### Records from a collection:
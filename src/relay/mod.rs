// Chat relay: POST /chat -> upstream chat completion API
// Stateless. The only shared state is the config and the HTTP client.

pub mod prompt;

use std::net::SocketAddr;
use std::sync::Arc;

use axum::body::{Body, Bytes};
use axum::extract::rejection::JsonRejection;
use axum::extract::State;
use axum::http::header::CONTENT_TYPE;
use axum::http::{HeaderValue, StatusCode};
use axum::response::{IntoResponse, Response};
use axum::routing::post;
use axum::{Json, Router};
use clap::Parser;
use serde::Deserialize;
use serde_json::json;
use thiserror::Error;
use tower_http::cors::CorsLayer;

pub const DEFAULT_UPSTREAM_URL: &str = "https://openrouter.ai/api/v1/chat/completions";
pub const DEFAULT_MODEL: &str = "mistralai/mistral-7b-instruct";

#[derive(Parser, Debug, Clone)]
#[command(name = "chat-relay")]
#[command(version = env!("CARGO_PKG_VERSION"))]
#[command(about = "Relay portfolio chat messages to an upstream completion API")]
pub struct RelayConfig {
    /// Credential for the upstream completion provider
    #[arg(long, env = "OPENROUTER_API_KEY", hide_env_values = true)]
    pub api_key: String,

    #[arg(long, env = "HOST", default_value = "0.0.0.0")]
    pub host: String,

    #[arg(long, env = "PORT", default_value_t = 3000)]
    pub port: u16,

    /// Chat completion endpoint
    #[arg(long, env = "CHAT_UPSTREAM_URL", default_value = DEFAULT_UPSTREAM_URL)]
    pub upstream_url: String,

    #[arg(long, env = "CHAT_MODEL", default_value = DEFAULT_MODEL)]
    pub model: String,
}

impl RelayConfig {
    pub fn bind_addr(&self) -> Result<SocketAddr, std::net::AddrParseError> {
        format!("{}:{}", self.host, self.port).parse()
    }
}

#[derive(Debug, Error)]
pub enum RelayError {
    #[error("message is required")]
    MissingMessage,
    #[error("upstream request failed: {0}")]
    Http(#[from] reqwest::Error),
    #[error("upstream returned HTTP {0}")]
    UpstreamStatus(u16),
}

impl IntoResponse for RelayError {
    fn into_response(self) -> Response {
        match self {
            RelayError::MissingMessage => (
                StatusCode::BAD_REQUEST,
                Json(json!({ "error": "Message is required" })),
            )
                .into_response(),
            other => {
                tracing::error!("[Relay] {}", other);
                (
                    StatusCode::INTERNAL_SERVER_ERROR,
                    Json(json!({ "error": "Server error" })),
                )
                    .into_response()
            }
        }
    }
}

#[derive(Debug, Deserialize)]
pub struct ChatRequest {
    #[serde(default)]
    pub message: Option<String>,
}

/// Upstream 2xx body, kept as the exact bytes received
#[derive(Debug)]
pub struct UpstreamReply {
    pub content_type: Option<HeaderValue>,
    pub body: Bytes,
}

impl IntoResponse for UpstreamReply {
    fn into_response(self) -> Response {
        let content_type = self
            .content_type
            .unwrap_or_else(|| HeaderValue::from_static("application/json"));
        let mut response = Response::new(Body::from(self.body));
        response.headers_mut().insert(CONTENT_TYPE, content_type);
        response
    }
}

pub struct RelayState {
    config: RelayConfig,
    http: reqwest::Client,
}

impl RelayState {
    pub fn new(config: RelayConfig, http: reqwest::Client) -> Self {
        Self { config, http }
    }

    /// Forward one message; the upstream body comes back untouched
    pub async fn complete(&self, message: &str) -> Result<UpstreamReply, RelayError> {
        let body = json!({
            "model": self.config.model,
            "messages": prompt::build_messages(message),
        });

        let response = self
            .http
            .post(&self.config.upstream_url)
            .bearer_auth(&self.config.api_key)
            .json(&body)
            .send()
            .await?;

        if !response.status().is_success() {
            return Err(RelayError::UpstreamStatus(response.status().as_u16()));
        }
        let content_type = response.headers().get(CONTENT_TYPE).cloned();
        let body = response.bytes().await?;
        Ok(UpstreamReply { content_type, body })
    }
}

async fn chat(
    State(state): State<Arc<RelayState>>,
    payload: Result<Json<ChatRequest>, JsonRejection>,
) -> Result<UpstreamReply, RelayError> {
    let message = payload
        .ok()
        .and_then(|Json(req)| req.message)
        .filter(|m| !m.trim().is_empty())
        .ok_or(RelayError::MissingMessage)?;

    tracing::info!("[Relay] forwarding message ({} chars)", message.chars().count());
    state.complete(&message).await
}

pub fn router(state: Arc<RelayState>) -> Router {
    Router::new()
        .route("/chat", post(chat))
        .layer(CorsLayer::permissive())
        .with_state(state)
}

#[cfg(test)]
mod tests {
    use super::*;
    use axum::http::header;
    use serde_json::Value;
    use std::sync::atomic::{AtomicUsize, Ordering};

    async fn serve(router: Router) -> String {
        let listener = tokio::net::TcpListener::bind("127.0.0.1:0").await.unwrap();
        let addr = listener.local_addr().unwrap();
        tokio::spawn(async move {
            axum::serve(listener, router).await.unwrap();
        });
        format!("http://{}", addr)
    }

    fn config(upstream: &str) -> RelayConfig {
        RelayConfig {
            api_key: "test-key".to_string(),
            host: "127.0.0.1".to_string(),
            port: 0,
            upstream_url: format!("{}/v1/chat/completions", upstream),
            model: DEFAULT_MODEL.to_string(),
        }
    }

    async fn relay_for(upstream: &str) -> String {
        let state = Arc::new(RelayState::new(config(upstream), reqwest::Client::new()));
        serve(router(state)).await
    }

    #[tokio::test]
    async fn test_success_passes_upstream_body_through() {
        const RAW: &str = r#"{"id":"cmpl-1","choices":[{"message":{"content":"hi"}}],"model":"m","usage":{"cost":0.10}}"#;
        let upstream = Router::new().route(
            "/v1/chat/completions",
            post(|headers: axum::http::HeaderMap, Json(body): Json<Value>| async move {
                assert_eq!(headers["authorization"], "Bearer test-key");
                assert_eq!(body["messages"][0]["role"], "system");
                assert_eq!(body["messages"][1]["content"], "hello");
                ([(header::CONTENT_TYPE, "application/json; charset=utf-8")], RAW)
            }),
        );
        let relay = relay_for(&serve(upstream).await).await;

        let response = reqwest::Client::new()
            .post(format!("{}/chat", relay))
            .json(&json!({"message": "hello"}))
            .send()
            .await
            .unwrap();
        assert_eq!(response.status(), 200);
        assert_eq!(
            response.headers()["content-type"],
            "application/json; charset=utf-8"
        );
        assert_eq!(response.text().await.unwrap(), RAW);
    }

    #[test]
    fn test_reply_without_content_type_defaults_to_json() {
        let response = UpstreamReply {
            content_type: None,
            body: Bytes::from_static(b"{}"),
        }
        .into_response();
        assert_eq!(response.status(), StatusCode::OK);
        assert_eq!(response.headers()[CONTENT_TYPE], "application/json");
    }

    #[tokio::test]
    async fn test_upstream_failure_maps_to_server_error() {
        let upstream = Router::new().route(
            "/v1/chat/completions",
            post(|| async { (StatusCode::INTERNAL_SERVER_ERROR, "boom") }),
        );
        let relay = relay_for(&serve(upstream).await).await;

        let response = reqwest::Client::new()
            .post(format!("{}/chat", relay))
            .json(&json!({"message": "hello"}))
            .send()
            .await
            .unwrap();
        assert_eq!(response.status(), 500);
        let body: Value = response.json().await.unwrap();
        assert_eq!(body, json!({"error": "Server error"}));
    }

    #[tokio::test]
    async fn test_unreachable_upstream_maps_to_server_error() {
        // Bind then drop to get a port with nothing listening
        let listener = tokio::net::TcpListener::bind("127.0.0.1:0").await.unwrap();
        let dead = format!("http://{}", listener.local_addr().unwrap());
        drop(listener);
        let relay = relay_for(&dead).await;

        let response = reqwest::Client::new()
            .post(format!("{}/chat", relay))
            .json(&json!({"message": "hello"}))
            .send()
            .await
            .unwrap();
        assert_eq!(response.status(), 500);
    }

    #[tokio::test]
    async fn test_blank_message_rejected_without_upstream_call() {
        let hits = Arc::new(AtomicUsize::new(0));
        let counter = hits.clone();
        let upstream = Router::new().route(
            "/v1/chat/completions",
            post(move || {
                let counter = counter.clone();
                async move {
                    counter.fetch_add(1, Ordering::SeqCst);
                    Json(json!({}))
                }
            }),
        );
        let relay = relay_for(&serve(upstream).await).await;
        let client = reqwest::Client::new();

        for body in [json!({"message": "   "}), json!({}), json!({"message": 7})] {
            let response = client
                .post(format!("{}/chat", relay))
                .json(&body)
                .send()
                .await
                .unwrap();
            assert_eq!(response.status(), 400);
            let body: Value = response.json().await.unwrap();
            assert_eq!(body, json!({"error": "Message is required"}));
        }
        assert_eq!(hits.load(Ordering::SeqCst), 0);
    }

    #[tokio::test]
    async fn test_cors_allows_any_origin() {
        let relay = relay_for("http://127.0.0.1:9").await;
        let response = reqwest::Client::new()
            .request(reqwest::Method::OPTIONS, format!("{}/chat", relay))
            .header("Origin", "https://dayyan.dev")
            .header("Access-Control-Request-Method", "POST")
            .send()
            .await
            .unwrap();
        assert_eq!(response.headers()["access-control-allow-origin"], "*");
    }

    #[test]
    fn test_config_from_flags() {
        let config = RelayConfig::try_parse_from([
            "chat-relay",
            "--api-key",
            "k",
            "--port",
            "8080",
        ])
        .unwrap();
        assert_eq!(config.port, 8080);
        assert_eq!(config.model, DEFAULT_MODEL);
        assert_eq!(config.bind_addr().unwrap().port(), 8080);
    }
}
// Static portfolio copy

use serde::Serialize;

pub const OWNER_NAME: &str = "Dayyan Hamid";
pub const TAGLINE: &str = "Software Engineer • Data + Frontend Builder • Rutgers CS '25";
pub const INTRO: &str = "I build polished frontend systems with strong backend integration. \
This shell is designed to feel nostalgic, fast, and intentional.";
pub const ABOUT_CHIPS: [&str; 5] = ["React", "TypeScript", "Nuxt", "Python/FastAPI", "Azure"];

pub const POWERLIFTING_TITLE: &str = "Collegiate Powerlifting";
pub const POWERLIFTING_BODY: &str = "Placed 6th in Dec 2024 championships. \
I bring the same consistency and focus into product execution.";

pub const LEETCODE_PROFILE: &str = "https://leetcode.com/dayy345";

#[derive(Debug, Clone, PartialEq, Serialize)]
pub struct ResumeSection {
    pub title: &'static str,
    pub summary: Option<&'static str>,
    pub bullets: Vec<&'static str>,
    pub footer: Option<&'static str>,
}

#[derive(Debug, Clone, PartialEq, Serialize)]
pub struct TimelineEntry {
    pub role: &'static str,
    pub points: Vec<&'static str>,
}

#[derive(Debug, Clone, PartialEq, Serialize)]
pub struct Card {
    pub title: &'static str,
    pub body: &'static str,
}

#[derive(Debug, Clone, PartialEq, Serialize)]
pub struct Link {
    pub label: &'static str,
    pub href: &'static str,
}

pub fn resume_sections() -> Vec<ResumeSection> {
    vec![
        ResumeSection {
            title: "Education & Certifications",
            summary: Some(
                "Rutgers BA in Computer Science & Mathematics '25; certifications in software design, data science, and MLOps.",
            ),
            bullets: vec![
                "Bachelor of Arts in Computer Science and Mathematics, Rutgers University, New Brunswick, NJ · May 2025",
                "Relevant coursework: Systems Programming, OS Design, Computational Algorithms, Machine Learning Principles, Linear Optimization, Probability & Statistics, Intro to AI, Design and Analysis of Algorithms",
                "Certifications: MLOps and Data Pipeline Orchestration for AI Systems (LinkedIn, Oct 2025); Software Design: From Requirements to Release (Aug 2024); Data Science Fundamentals; Power BI Desktop · Pursuing AWS Cloud Practitioner",
            ],
            footer: None,
        },
        ResumeSection {
            title: "Technical Experience",
            summary: None,
            bullets: vec![
                "Junior AI Engineer · FCB Health New York | IPG Health (Oct 2025, Present): Python and FastAPI backend with Azure AI Search retrieval; Nuxt frontend on Azure App Service.",
                "Engineering Manager · Troy Tutors / CollabLab (Jan 2026, Present): leading a group of full-stack engineers at CollabLab.",
                "Full Stack Software Engineer · CollabLab (Mar 2025 to Jan 2026): Node/Express/Vue/Mongo/Daily; shipped camera-required enforcement for tutoring and proctored rooms.",
                "QA Document Control Analyst · Regeneron (Jun 2025 to Oct 2025): GxP documentation with OpenText, myQumas, TrackWise; improved internal SharePoint workflows.",
                "QA Developer Intern · Regeneron (May 2024 to Sep 2024): Power Automate, Power BI, SharePoint, SQL, PowerApps; launched a SharePoint intake site with 1,000+ submissions in its first week.",
                "Warehouse Associate · Amazon Fulfillment Technologies & Robotics (Dec 2022 to Mar 2023), Robbinsville NJ.",
            ],
            footer: None,
        },
        ResumeSection {
            title: "Signature Projects",
            summary: None,
            bullets: vec![
                "Custom Neural Network Model Generator · Flask · PyTorch · React · Docker · TensorFlow: LeNet-5 based image classification; 40% accuracy gain via batch norm, dropout, augmentation.",
                "Crime Catcher AI Security System · Tkinter · Flask · OpenCV · Vue · SQLite · PyTorch: motion-triggered weapon detection with real-time alerts.",
                "Big Data Bowl · Aggressive vs Defensive Back Coverage (Kaggle): NFL coverage analysis notebook built with a partner.",
            ],
            footer: None,
        },
        ResumeSection {
            title: "Leadership & Skills",
            summary: None,
            bullets: vec![
                "Collegiate Powerlifter, Rutgers University (Sep 2023, Present): 6th place, 67.5kg, East Coast Collegiate Championships (Dec 2024); qualified for nationals. Secretary, Pakistani Student Association (Sep 2022 to May 2025).",
                "Skills: Python, Java, JavaScript, TypeScript, SQL, C#, C/C++; Node.js, Vue.js, Nuxt, React.js, Express, Flask, FastAPI; Azure, Azure AI Search; Power BI, Power Automate, Power Apps, SharePoint; Git, Docker, MongoDB, PostgreSQL",
            ],
            footer: Some(
                "This resume window mirrors the latest PDF; see LinkedIn for full experience and skills.",
            ),
        },
    ]
}

pub fn experience() -> Vec<TimelineEntry> {
    vec![
        TimelineEntry {
            role: "Software Engineer · FCB Health",
            points: vec![
                "Built Nuxt frontend for production-facing user workflows.",
                "Implemented Python + FastAPI backend services.",
                "Integrated Azure AI Search for retrieval-driven functionality.",
                "Hosted on Azure App Service with stable deployment pipelines.",
            ],
        },
        TimelineEntry {
            role: "Part-time Engineering Manager · CollabLab",
            points: vec![
                "Promoted internally while continuing to contribute hands-on as an engineer.",
                "Leading delivery across frontend-focused initiatives and mentoring contributors.",
            ],
        },
        TimelineEntry {
            role: "Regeneron Roles",
            points: vec![
                "Delivered QA/document-control workflows and Power Platform solutions for process reliability.",
            ],
        },
    ]
}

pub fn skills() -> Vec<Card> {
    vec![
        Card {
            title: "Frontend",
            body: "React, TypeScript, Nuxt, accessibility, interaction design, CSS systems.",
        },
        Card {
            title: "Backend",
            body: "Node.js, Express, Python/FastAPI, API architecture.",
        },
        Card {
            title: "Data + Cloud",
            body: "Azure App Service, Azure AI Search, SQL, Power BI.",
        },
    ]
}

pub fn contribution_highlights() -> Vec<Card> {
    vec![
        Card {
            title: "Camera-required guardrail",
            body: "CollabLab feature enforcing video availability for tutor rooms, pairing frontend toggles with backend verification.",
        },
        Card {
            title: "GxP-ready documentation",
            body: "Regeneron doc control tooling and SharePoint automation improved traceability across SOP review cycles.",
        },
        Card {
            title: "Infra contributions",
            body: "Missive board, telemetry, and live GitHub feed keep delivery signals transparent.",
        },
    ]
}

pub fn contact_links() -> Vec<Link> {
    vec![
        Link { label: "Email", href: "mailto:dh820@scarletmail.rutgers.edu" },
        Link { label: "LinkedIn", href: "https://www.linkedin.com/in/dayyan-hamid/" },
        Link { label: "GitHub", href: "https://github.com/dayy346" },
        Link { label: "LeetCode", href: LEETCODE_PROFILE },
    ]
}

/// A project the chat assistant can talk about
#[derive(Debug, Clone, Copy, PartialEq, Eq)]
pub struct ProjectBlurb {
    pub name: &'static str,
    pub description: &'static str,
}

pub const PROJECTS: [ProjectBlurb; 7] = [
    ProjectBlurb {
        name: "LeNet5Tool",
        description: "A personal project using a modified version of the LeNet-5 structure to develop machine learning models for any labeled datasets.",
    },
    ProjectBlurb {
        name: "AI_final",
        description: "Comparison between Perceptron and Naïve Bayes algorithms, analyzing their performance on classification tasks.",
    },
    ProjectBlurb {
        name: "Price Tracker Extension",
        description: "A Chrome extension that tracks product prices and notifies users when a price drop occurs. Uses React for the frontend, Puppeteer for web scraping, and Node.js for the backend.",
    },
    ProjectBlurb {
        name: "NFC Attendance System",
        description: "An NFC tag reader connected via USB to track attendance. When an NFC tag is scanned, the system records attendance and stores the data in a spreadsheet. Built in Java.",
    },
    ProjectBlurb {
        name: "EmailSpamChecker",
        description: "A machine learning-based email spam checker that classifies emails as 'spam' or 'ham' (legitimate). Provides an automated solution for spam detection.",
    },
    ProjectBlurb {
        name: "DiscordMusicBot",
        description: "A simple Discord bot that joins voice channels, plays audio from YouTube URLs, and controls playback. Uses discord.py and yt-dlp for streaming.",
    },
    ProjectBlurb {
        name: "Portfolio Website",
        description: "A personal portfolio showcasing projects, GitHub activity, and problem-solving skills. Features an interactive chatbot, GitHub contributions, LeetCode statistics, and a powerlifting section.",
    },
];

#[cfg(test)]
mod tests {
    use super::*;

    #[test]
    fn test_contact_links_are_absolute() {
        for link in contact_links() {
            assert!(
                link.href.starts_with("https://") || link.href.starts_with("mailto:"),
                "{}",
                link.href
            );
        }
    }

    #[test]
    fn test_resume_has_footer_on_last_section() {
        let sections = resume_sections();
        assert_eq!(sections.len(), 4);
        assert!(sections.last().and_then(|s| s.footer).is_some());
    }
}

### What you have to do:
Scan the entries above and report the number of lines that contain the word "documentation", with no added text.

### Response to the exercise:
2